> [Work to complete] Determine the count of lines containing "Duration" in the entries below and return only that figure.

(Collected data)
++++++

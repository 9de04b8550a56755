//! Producer side for the transport layer.

use tokio::sync::mpsc;

use super::event::TransferEvent;

const EVENT_BUFFER: usize = 64;

/// Cloneable sender the transport uses to report progress.
/// Every method returns `false` once the controller has stopped listening.
#[derive(Clone, Debug)]
pub struct TransferEvents {
    tx: mpsc::Sender<TransferEvent>,
}

/// Create a producer handle and the stream the controller consumes.
pub fn transfer_channel() -> (TransferEvents, mpsc::Receiver<TransferEvent>) {
    let (tx, rx) = mpsc::channel(EVENT_BUFFER);
    (TransferEvents { tx }, rx)
}

impl TransferEvents {
    pub async fn metadata(&self, total_bytes: u64) -> bool {
        self.send(TransferEvent::Metadata { total_bytes }).await
    }

    pub async fn progress(&self, fraction: f64) -> bool {
        self.send(TransferEvent::Progress { fraction }).await
    }

    pub async fn completed(&self, files: Vec<String>, decompressed_bytes: u64) -> bool {
        self.send(TransferEvent::Completed {
            files,
            decompressed_bytes,
        })
        .await
    }

    pub async fn failed(&self, message: impl Into<String>) -> bool {
        self.send(TransferEvent::Failed {
            message: message.into(),
        })
        .await
    }

    async fn send(&self, event: TransferEvent) -> bool {
        self.tx.send(event).await.is_ok()
    }
}

#[cfg(test)]
mod tests {
    use super::*;

    #[tokio::test]
    async fn events_arrive_in_order() {
        let (events, mut rx) = transfer_channel();

        assert!(events.metadata(10).await);
        assert!(events.progress(0.5).await);
        assert!(events.failed("lost peer").await);

        assert_eq!(rx.recv().await, Some(TransferEvent::Metadata { total_bytes: 10 }));
        assert_eq!(rx.recv().await, Some(TransferEvent::Progress { fraction: 0.5 }));
        assert_eq!(
            rx.recv().await,
            Some(TransferEvent::Failed {
                message: "lost peer".into()
            })
        );
    }

    #[tokio::test]
    async fn send_after_controller_exit_reports_false() {
        let (events, rx) = transfer_channel();
        drop(rx);

        assert!(!events.completed(vec![], 0).await);
    }
}
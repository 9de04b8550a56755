use std::io;
use std::net::SocketAddr;
use std::time::Duration;

use thiserror::Error;

/// Fatal outcomes of the rendezvous server lifecycle.
/// A clean shutdown is not an error.
#[derive(Debug, Error)]
pub enum LifecycleError {
    #[error("failed to bind rendezvous server to {addr} (is another portal server running?)")]
    Bind {
        addr: SocketAddr,
        #[source]
        source: io::Error,
    },
    #[error("failed to subscribe to termination signals")]
    Signal(#[source] io::Error),
    #[error("rendezvous listener failed: {0}")]
    Listener(String),
    #[error("shutdown grace period of {grace:?} elapsed with {outstanding} connection(s) still open")]
    ShutdownTimeout { grace: Duration, outstanding: usize },
}
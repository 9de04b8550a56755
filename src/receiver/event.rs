//! Closed event alphabet consumed by the receiver controller.

use crossterm::event::{KeyCode, KeyEvent, KeyModifiers};

/// Events produced by the transfer transport.
#[derive(Debug, Clone, PartialEq)]
pub enum TransferEvent {
    /// Total payload size, announced once before data flows
    Metadata { total_bytes: u64 },
    /// Fraction of the payload received, in `[0, 1]`
    Progress { fraction: f64 },
    Completed {
        files: Vec<String>,
        decompressed_bytes: u64,
    },
    Failed { message: String },
}

/// Everything the controller loop reduces: transport events plus terminal
/// input and the animation tick.
#[derive(Debug, Clone, PartialEq)]
pub enum UiEvent {
    Transfer(TransferEvent),
    Key(KeyEvent),
    Resize { width: u16, height: u16 },
    Tick,
}

impl From<TransferEvent> for UiEvent {
    fn from(event: TransferEvent) -> Self {
        UiEvent::Transfer(event)
    }
}

/// Lower-case key name used to match configured quit keys
/// (`"q"`, `"esc"`, `"ctrl+c"`, ...). Keys without a name yield `None`.
pub fn key_name(key: &KeyEvent) -> Option<String> {
    let base = match key.code {
        KeyCode::Char(' ') => "space".to_string(),
        KeyCode::Char(c) => c.to_lowercase().collect(),
        KeyCode::Esc => "esc".to_string(),
        KeyCode::Enter => "enter".to_string(),
        KeyCode::Tab => "tab".to_string(),
        KeyCode::Backspace => "backspace".to_string(),
        KeyCode::Delete => "delete".to_string(),
        KeyCode::Up => "up".to_string(),
        KeyCode::Down => "down".to_string(),
        KeyCode::Left => "left".to_string(),
        KeyCode::Right => "right".to_string(),
        KeyCode::F(n) => format!("f{}", n),
        _ => return None,
    };

    let name = if key.modifiers.contains(KeyModifiers::CONTROL) {
        format!("ctrl+{}", base)
    } else if key.modifiers.contains(KeyModifiers::ALT) {
        format!("alt+{}", base)
    } else {
        base
    };
    Some(name)
}
pub mod config;
pub mod config_commands;

pub use config::{AppConfig, ReceiverSettings, ServerSettings};
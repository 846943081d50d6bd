//! Built-in tools served by `facet-rpc`.
//!
//! - `echo`: returns its arguments
//! - `apply_lenses`: text transforms (see [`lenses`])
//! - `validate_schema`: JSON Schema subset validation (see [`schema`])
//! - `render_template`: `{{variable}}` substitution (see [`template`])
//! - `tools/list`: descriptors of every registered tool
//!
//! All of them are pure functions of their arguments.

pub mod lenses;
pub mod schema;
pub mod template;

use crate::registry::{ToolError, ToolRegistry};
use serde_json::{json, Map, Value};

/// Operation name of the tool listing.
pub const LIST_TOOLS: &str = "tools/list";

impl ToolRegistry {
    /// Registry holding every built-in tool.
    pub fn builtin() -> Self {
        let mut registry = Self::new();
        register_builtin(&mut registry);
        registry.with_tool_listing()
    }

    /// Add `tools/list`, describing every tool registered so far.
    pub fn with_tool_listing(mut self) -> Self {
        let params = json!({"type": "object", "additionalProperties": false});
        let description = "Lists the tools this server exposes, with their argument schemas.";

        let mut descriptors = self.descriptors();
        descriptors.push(crate::registry::ToolDescriptor {
            name: LIST_TOOLS.to_string(),
            description: description.to_string(),
            parameters: params.clone(),
        });
        descriptors.sort_by(|a, b| a.name.cmp(&b.name));
        let listing = json!({ "tools": descriptors });

        self.register_sync(LIST_TOOLS, description, params, move |_args| Ok(listing.clone()));
        self
    }
}

/// Register `echo`, `apply_lenses`, `validate_schema` and `render_template`.
pub fn register_builtin(registry: &mut ToolRegistry) {
    registry
        .register_sync(
            "echo",
            "Returns its arguments unchanged.",
            json!({"type": "object"}),
            Ok,
        )
        .register_sync(
            "apply_lenses",
            "Applies one or more lenses to input text. Use for atomic text transformations \
             like trimming, dedenting, or squeezing spaces.",
            json!({
                "type": "object",
                "properties": {
                    "input_string": {"type": "string", "description": "Text to process"},
                    "lenses": {
                        "type": "array",
                        "items": {"type": "string"},
                        "description":
                            "Lenses to apply in order, e.g. ['dedent', 'trim', 'limit(100)']"
                    }
                },
                "required": ["input_string", "lenses"]
            }),
            apply_lenses_tool,
        )
        .register_sync(
            "validate_schema",
            "Validates JSON data against a JSON Schema.",
            json!({
                "type": "object",
                "properties": {
                    "json_object": {"description": "Data to validate"},
                    "json_schema": {
                        "type": "object",
                        "description": "JSON Schema to validate against"
                    }
                },
                "required": ["json_object", "json_schema"]
            }),
            validate_schema_tool,
        )
        .register_sync(
            "render_template",
            "Substitutes {{variable}} placeholders in a template.",
            json!({
                "type": "object",
                "properties": {
                    "template": {"type": "string"},
                    "variables": {"type": "object", "additionalProperties": true}
                },
                "required": ["template"]
            }),
            render_template_tool,
        );
}

fn apply_lenses_tool(args: Value) -> Result<Value, ToolError> {
    let input = require_str(&args, "input_string")?;
    let specs = require_array(&args, "lenses")?
        .iter()
        .map(|v| {
            v.as_str()
                .map(String::from)
                .ok_or_else(|| ToolError::invalid("lenses must be an array of strings"))
        })
        .collect::<Result<Vec<_>, _>>()?;

    let result = lenses::apply_lenses(input, &specs)?;
    Ok(json!({ "result": result, "applied_lenses": specs }))
}

fn validate_schema_tool(args: Value) -> Result<Value, ToolError> {
    let instance = args
        .get("json_object")
        .ok_or_else(|| missing("json_object"))?;
    let schema = args
        .get("json_schema")
        .ok_or_else(|| missing("json_schema"))?;

    let errors = schema::validate(instance, schema)?;
    Ok(json!({ "valid": errors.is_empty(), "errors": errors }))
}

fn render_template_tool(args: Value) -> Result<Value, ToolError> {
    let text = require_str(&args, "template")?;
    let empty = Map::new();
    let variables = match args.get("variables") {
        None | Some(Value::Null) => &empty,
        Some(Value::Object(map)) => map,
        Some(_) => return Err(ToolError::invalid("variables must be an object")),
    };

    Ok(json!({ "result": template::render(text, variables) }))
}

/// Extract a required string argument.
pub(crate) fn require_str<'a>(args: &'a Value, key: &str) -> Result<&'a str, ToolError> {
    args.get(key)
        .ok_or_else(|| missing(key))?
        .as_str()
        .ok_or_else(|| ToolError::invalid(format!("{} must be a string", key)))
}

/// Extract a required array argument.
pub(crate) fn require_array<'a>(args: &'a Value, key: &str) -> Result<&'a Vec<Value>, ToolError> {
    args.get(key)
        .ok_or_else(|| missing(key))?
        .as_array()
        .ok_or_else(|| ToolError::invalid(format!("{} must be an array", key)))
}

fn missing(key: &str) -> ToolError {
    ToolError::invalid(format!("Missing required parameter: {}", key))
}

++++++

> [Task answer] 2